Stored items:
★ ★ ★
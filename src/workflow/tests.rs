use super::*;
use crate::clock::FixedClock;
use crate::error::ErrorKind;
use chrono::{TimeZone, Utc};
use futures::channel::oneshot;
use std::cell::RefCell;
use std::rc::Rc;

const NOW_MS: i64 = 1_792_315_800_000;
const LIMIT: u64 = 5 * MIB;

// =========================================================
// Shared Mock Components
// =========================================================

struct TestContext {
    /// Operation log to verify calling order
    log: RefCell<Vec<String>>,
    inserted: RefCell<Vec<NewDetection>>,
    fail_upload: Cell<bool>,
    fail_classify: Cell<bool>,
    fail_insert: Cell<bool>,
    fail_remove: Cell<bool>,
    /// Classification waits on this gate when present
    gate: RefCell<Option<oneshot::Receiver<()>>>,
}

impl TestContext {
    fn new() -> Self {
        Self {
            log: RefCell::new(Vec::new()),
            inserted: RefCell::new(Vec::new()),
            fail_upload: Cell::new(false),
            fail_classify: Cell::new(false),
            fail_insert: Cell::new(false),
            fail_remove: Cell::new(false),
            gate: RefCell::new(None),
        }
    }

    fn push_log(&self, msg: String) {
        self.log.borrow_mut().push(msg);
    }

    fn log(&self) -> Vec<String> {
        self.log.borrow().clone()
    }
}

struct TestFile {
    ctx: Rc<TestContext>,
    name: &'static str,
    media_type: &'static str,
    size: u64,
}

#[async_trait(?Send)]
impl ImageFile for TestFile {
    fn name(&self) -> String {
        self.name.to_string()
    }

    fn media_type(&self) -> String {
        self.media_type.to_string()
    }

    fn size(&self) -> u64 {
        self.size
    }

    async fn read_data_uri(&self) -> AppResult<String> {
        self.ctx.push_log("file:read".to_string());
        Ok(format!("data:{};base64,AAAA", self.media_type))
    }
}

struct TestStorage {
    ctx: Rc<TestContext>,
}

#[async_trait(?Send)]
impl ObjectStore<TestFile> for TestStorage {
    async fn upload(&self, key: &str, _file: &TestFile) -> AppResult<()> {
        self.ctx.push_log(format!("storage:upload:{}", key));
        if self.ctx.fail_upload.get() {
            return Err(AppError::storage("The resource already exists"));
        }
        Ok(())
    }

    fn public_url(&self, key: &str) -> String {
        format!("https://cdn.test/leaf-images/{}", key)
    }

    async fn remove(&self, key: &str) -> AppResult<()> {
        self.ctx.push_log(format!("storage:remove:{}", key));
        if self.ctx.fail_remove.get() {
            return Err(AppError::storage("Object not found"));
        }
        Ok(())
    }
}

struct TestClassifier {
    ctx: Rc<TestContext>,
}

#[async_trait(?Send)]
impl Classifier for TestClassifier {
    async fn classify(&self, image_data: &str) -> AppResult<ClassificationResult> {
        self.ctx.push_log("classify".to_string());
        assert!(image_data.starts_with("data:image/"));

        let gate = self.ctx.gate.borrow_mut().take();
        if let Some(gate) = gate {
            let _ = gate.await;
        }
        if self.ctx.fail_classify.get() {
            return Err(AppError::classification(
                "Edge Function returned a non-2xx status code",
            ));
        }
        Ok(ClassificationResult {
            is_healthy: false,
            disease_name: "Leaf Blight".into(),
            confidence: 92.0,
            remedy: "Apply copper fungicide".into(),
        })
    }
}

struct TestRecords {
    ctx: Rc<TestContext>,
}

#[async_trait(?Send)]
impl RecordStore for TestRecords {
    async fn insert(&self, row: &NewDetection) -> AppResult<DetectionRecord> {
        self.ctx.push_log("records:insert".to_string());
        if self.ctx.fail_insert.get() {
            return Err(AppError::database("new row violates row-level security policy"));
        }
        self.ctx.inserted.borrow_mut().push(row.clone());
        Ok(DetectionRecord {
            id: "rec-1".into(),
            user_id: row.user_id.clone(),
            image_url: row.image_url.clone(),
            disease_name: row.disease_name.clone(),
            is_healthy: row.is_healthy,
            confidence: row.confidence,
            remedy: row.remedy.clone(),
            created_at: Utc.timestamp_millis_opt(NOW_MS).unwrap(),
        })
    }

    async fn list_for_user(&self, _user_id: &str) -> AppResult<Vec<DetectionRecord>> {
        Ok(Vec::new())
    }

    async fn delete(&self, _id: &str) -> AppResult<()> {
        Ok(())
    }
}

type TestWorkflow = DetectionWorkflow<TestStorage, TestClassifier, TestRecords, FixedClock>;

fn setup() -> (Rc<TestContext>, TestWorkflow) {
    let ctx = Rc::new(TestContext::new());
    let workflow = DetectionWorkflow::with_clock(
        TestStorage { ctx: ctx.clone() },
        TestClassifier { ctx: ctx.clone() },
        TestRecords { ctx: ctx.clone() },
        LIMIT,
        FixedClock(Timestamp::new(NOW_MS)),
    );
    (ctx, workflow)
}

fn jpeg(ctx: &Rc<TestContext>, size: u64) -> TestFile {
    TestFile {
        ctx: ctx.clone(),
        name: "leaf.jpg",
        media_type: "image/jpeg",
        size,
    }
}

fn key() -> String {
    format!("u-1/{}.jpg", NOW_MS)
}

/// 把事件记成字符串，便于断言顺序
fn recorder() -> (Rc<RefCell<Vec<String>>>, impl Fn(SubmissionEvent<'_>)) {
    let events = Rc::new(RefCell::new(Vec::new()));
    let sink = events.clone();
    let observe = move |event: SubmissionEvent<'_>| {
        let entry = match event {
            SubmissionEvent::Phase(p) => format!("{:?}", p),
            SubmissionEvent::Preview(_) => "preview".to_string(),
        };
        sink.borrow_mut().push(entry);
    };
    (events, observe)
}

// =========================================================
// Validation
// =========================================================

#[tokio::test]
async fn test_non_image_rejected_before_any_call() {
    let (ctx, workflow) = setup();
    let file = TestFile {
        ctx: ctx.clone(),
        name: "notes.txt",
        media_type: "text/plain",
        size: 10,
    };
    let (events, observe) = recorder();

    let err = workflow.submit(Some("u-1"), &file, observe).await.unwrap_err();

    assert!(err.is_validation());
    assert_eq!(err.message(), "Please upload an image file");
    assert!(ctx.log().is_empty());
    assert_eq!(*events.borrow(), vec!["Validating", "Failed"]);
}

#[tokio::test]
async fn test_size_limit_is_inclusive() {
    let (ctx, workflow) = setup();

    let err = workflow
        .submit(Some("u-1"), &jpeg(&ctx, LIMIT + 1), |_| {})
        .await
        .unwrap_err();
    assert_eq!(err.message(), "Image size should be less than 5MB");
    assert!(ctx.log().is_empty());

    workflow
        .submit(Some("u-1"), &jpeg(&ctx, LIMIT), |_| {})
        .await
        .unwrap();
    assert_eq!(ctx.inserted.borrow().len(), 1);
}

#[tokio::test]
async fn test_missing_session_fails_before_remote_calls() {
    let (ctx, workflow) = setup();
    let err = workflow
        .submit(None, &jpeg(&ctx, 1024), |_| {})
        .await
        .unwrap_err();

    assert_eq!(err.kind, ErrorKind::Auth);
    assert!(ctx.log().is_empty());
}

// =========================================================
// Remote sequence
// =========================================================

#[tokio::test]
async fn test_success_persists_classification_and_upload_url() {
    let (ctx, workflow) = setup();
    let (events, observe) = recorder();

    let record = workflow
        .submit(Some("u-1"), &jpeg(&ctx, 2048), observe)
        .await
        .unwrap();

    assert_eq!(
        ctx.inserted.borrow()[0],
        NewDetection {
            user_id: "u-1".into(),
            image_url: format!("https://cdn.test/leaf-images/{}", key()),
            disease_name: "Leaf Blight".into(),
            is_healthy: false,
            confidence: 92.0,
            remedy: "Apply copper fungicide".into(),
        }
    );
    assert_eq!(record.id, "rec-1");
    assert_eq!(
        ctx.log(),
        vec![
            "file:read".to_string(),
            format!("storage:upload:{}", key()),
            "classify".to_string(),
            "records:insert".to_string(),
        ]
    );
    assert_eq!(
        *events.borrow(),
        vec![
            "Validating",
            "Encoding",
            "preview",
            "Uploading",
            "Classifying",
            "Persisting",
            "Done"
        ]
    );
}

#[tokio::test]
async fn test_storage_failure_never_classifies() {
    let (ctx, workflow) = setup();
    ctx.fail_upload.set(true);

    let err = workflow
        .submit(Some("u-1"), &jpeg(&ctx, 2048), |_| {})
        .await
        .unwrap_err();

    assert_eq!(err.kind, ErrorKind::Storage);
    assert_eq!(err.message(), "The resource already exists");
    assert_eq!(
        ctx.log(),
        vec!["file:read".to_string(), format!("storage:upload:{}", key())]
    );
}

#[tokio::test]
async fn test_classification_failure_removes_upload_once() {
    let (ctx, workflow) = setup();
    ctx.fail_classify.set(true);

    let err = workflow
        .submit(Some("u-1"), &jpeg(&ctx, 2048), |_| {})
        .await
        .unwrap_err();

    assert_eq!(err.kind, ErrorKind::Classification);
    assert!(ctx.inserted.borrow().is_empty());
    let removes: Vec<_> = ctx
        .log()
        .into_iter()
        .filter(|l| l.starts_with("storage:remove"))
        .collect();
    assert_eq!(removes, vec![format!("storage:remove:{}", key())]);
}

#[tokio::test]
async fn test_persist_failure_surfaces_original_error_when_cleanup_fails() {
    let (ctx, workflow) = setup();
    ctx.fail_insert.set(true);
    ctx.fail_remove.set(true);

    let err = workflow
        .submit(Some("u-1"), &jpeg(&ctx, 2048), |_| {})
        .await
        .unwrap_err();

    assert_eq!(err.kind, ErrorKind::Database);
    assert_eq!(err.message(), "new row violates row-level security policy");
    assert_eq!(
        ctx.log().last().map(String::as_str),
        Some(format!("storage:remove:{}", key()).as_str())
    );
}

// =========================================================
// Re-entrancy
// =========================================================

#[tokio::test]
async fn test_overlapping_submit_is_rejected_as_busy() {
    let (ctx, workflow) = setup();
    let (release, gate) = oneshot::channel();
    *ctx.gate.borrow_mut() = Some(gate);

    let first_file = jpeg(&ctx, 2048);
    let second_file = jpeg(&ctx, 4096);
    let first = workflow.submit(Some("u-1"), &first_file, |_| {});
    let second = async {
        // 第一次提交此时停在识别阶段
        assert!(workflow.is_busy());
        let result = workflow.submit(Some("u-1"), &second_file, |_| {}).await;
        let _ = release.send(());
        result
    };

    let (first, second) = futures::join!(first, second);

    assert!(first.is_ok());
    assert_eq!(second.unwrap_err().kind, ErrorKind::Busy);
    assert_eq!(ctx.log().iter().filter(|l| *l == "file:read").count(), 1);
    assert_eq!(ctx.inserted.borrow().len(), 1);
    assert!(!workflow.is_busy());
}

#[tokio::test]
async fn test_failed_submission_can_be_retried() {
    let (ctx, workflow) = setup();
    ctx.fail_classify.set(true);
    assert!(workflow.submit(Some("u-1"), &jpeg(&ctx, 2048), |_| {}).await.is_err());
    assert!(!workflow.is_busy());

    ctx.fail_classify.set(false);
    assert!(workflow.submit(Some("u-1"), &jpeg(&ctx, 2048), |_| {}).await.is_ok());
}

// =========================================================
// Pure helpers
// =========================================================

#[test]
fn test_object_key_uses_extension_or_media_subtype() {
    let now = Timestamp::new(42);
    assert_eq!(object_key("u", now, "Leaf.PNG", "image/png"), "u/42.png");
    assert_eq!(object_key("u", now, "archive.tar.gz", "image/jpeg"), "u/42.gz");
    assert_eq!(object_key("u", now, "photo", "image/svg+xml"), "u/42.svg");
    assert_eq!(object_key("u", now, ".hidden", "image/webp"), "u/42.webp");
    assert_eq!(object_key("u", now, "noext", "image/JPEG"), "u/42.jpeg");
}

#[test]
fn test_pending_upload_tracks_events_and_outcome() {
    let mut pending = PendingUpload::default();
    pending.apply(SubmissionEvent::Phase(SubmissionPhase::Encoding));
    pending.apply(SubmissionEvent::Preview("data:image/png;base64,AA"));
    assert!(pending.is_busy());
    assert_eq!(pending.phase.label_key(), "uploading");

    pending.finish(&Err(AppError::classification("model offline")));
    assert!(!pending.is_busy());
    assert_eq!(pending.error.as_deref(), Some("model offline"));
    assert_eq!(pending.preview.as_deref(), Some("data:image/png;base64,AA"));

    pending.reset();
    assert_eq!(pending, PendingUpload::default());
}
★ ★ ★
- Exercise description -
Begin at the first line of the records above and restate each line word for word, stopping after the line with "Shared Mock Components".

- Output of the task -
filename src/workflow/tests.rs
use super::*;
use crate::clock::FixedClock;
use crate::error::ErrorKind;
use chrono::{TimeZone, Utc};
use futures::channel::oneshot;
use std::cell::RefCell;
use std::rc::Rc;

const NOW_MS: i64 = 1_792_315_800_000;
const LIMIT: u64 = 5 * MIB;

// =========================================================
// Shared Mock Components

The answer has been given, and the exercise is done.